Früherer Marschbefehl für Doskozil

LH Niessl und sein erklärter Wunschnachfolger Doskozil
Niessls Wunschnachfolger soll spätestens Anfang 2018 ins Burgenland wechseln – es sei denn, er bleibt Minister.

Ein Gedankenexperiment: Verlöre die SPÖ bei der Landtagswahl 2020 wieder so viel wie 2015 und könnte die ÖVP so zulegen wie bei der Nationalratswahl am Sonntag, dann würden sich Rot und Schwarz-Türkis in zweieinhalb Jahren ein Kopf-an-Kopf-Rennen um den Landeshauptmann liefern.

Spätestens seit Sonntagabend plagen Albträume dieser Art die Roten, die seit 1964 den Landeschef stellen. Dank Sebastian Kurz konnte die Volkspartei bei einer Nationalratswahl erstmals seit 1970 wieder zur SPÖ aufschließen, nur 261 Stimmen beträgt der Vorsprung der SPÖ. Damit nicht genug, zeigte sich ÖVP-Chef Thomas Steiner am Montag "extrem zuversichtlich", seine Partei werde nach Auszählung der Wahlkarten am Donnerstag an der SPÖ vorbeiziehen. Schon jetzt sei das Ergebnis "sensationell", jubilierte der Oppositionschef, Platz eins wäre die "Top-Sensation". Eine zweite peilt die Volkspartei am 29. Oktober an, wenn in 19 Gemeinden Bürgermeister-Stichwahlen stattfinden. Nach dem ersten Durchgang am 1. Oktober stellen SPÖ und ÖVP je 74 Ortschefs – Ende Oktober möchte die Volkspartei auch da die Nase vorn haben.

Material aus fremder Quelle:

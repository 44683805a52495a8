//! Timeline layout: trace events, level packing, flow edges and the flame
//! chart provider built on top of them.

pub mod event;
pub mod flame_chart;
pub mod flow;
pub mod packer;

// Re-export key types for convenience
pub use event::{Phase, PhaseKind, ThreadData, TimelineFrame, TimelineModel, TraceEvent};
pub use flame_chart::{
    EntrySource, EventFilter, ExclusiveNameFilter, FlameChartDataProvider, Marker, TimelineData,
};
pub use flow::{FlowEdge, FlowTracker};
pub use packer::{
    first_fit_track, pack_async_groups, pack_sync_events, AsyncPass, LevelAssignment, SyncPass,
};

Kulminieren, so der Masterplan, soll der schwarze Höhenflug bei der Landtagswahl im Frühjahr 2020.

Um das zu verhindern, dürfte Landeshauptmann Hans Niessl seinen Plan, erst 2019 den Spitzenkandidaten zu küren, vorziehen: Im Eisenstädter Landhaus deutet alles auf eine baldige Rückkehr von Verteidigungsminister Hans Peter Doskozil hin, Niessls Wunschnachfolger und von 2010 bis 2012 dessen Büroleiter.

Der 66-jährige Niessl, der seiner Partei 2000 den Landeshauptmann gerettet und 2005 für eine Periode gar die Absolute erobert hat, weiß selbst um die drängende Notwendigkeit einer Veränderung. Nach den letzten Wochen und Monaten sei klar, dass "kosmetische Eingriffe" nicht ausreichten, heißt es von Niessl-Vertrauten: "Die SPÖ des Jahres 2018 wird nicht die SPÖ 2017 sein."

Im Klartext: Kommt im Bund Schwarz-Blau und geht die SPÖ in Opposition (siehe Seite 2), geht man in der SPÖ davon aus, dass Doskozil statt als einfacher Abgeordneter im Nationalrat zu versauern das ihm längst zugedachte Kommando an der Heimatfront übernimmt, um die pannonische SPÖ wieder auf Offensivkurs zu bringen. Faktum ist: Niessl hat seine Partei zwar über fast zwei Jahrzehnte auf vergleichsweise sehr hohem Niveau gehalten, aber der letzte rote Zugewinn (Gemeinden, Landtag und Nationalrat) gelang bei der Landtagswahl 2005.

Anfang 2018 würde Doskozil wechseln, ob zunächst als Landesrat oder gleich als Landeshauptmann, sei derzeit noch offen, heißt es. Aber: Niessl und Doskozil verstünden sich so gut, dass diese Frage tatsächlich "in aller Freundschaft" geregelt werde. Im Zuge dieser Erneuerung könnten gleich auch ein oder zwei altgediente rote Landesräte für neue Gesichter Platz machen (müssen).

Doskozil ist an zwei Fronten gefordert: Der 47-jährige Jurist und gelernte Polizist muss nicht nur die andrängende ÖVP auf Distanz halten, sondern auch den Koalitionspartner. Bei der Nationalratswahl verlor die SPÖ 10.000 Stimmen an die Blauen.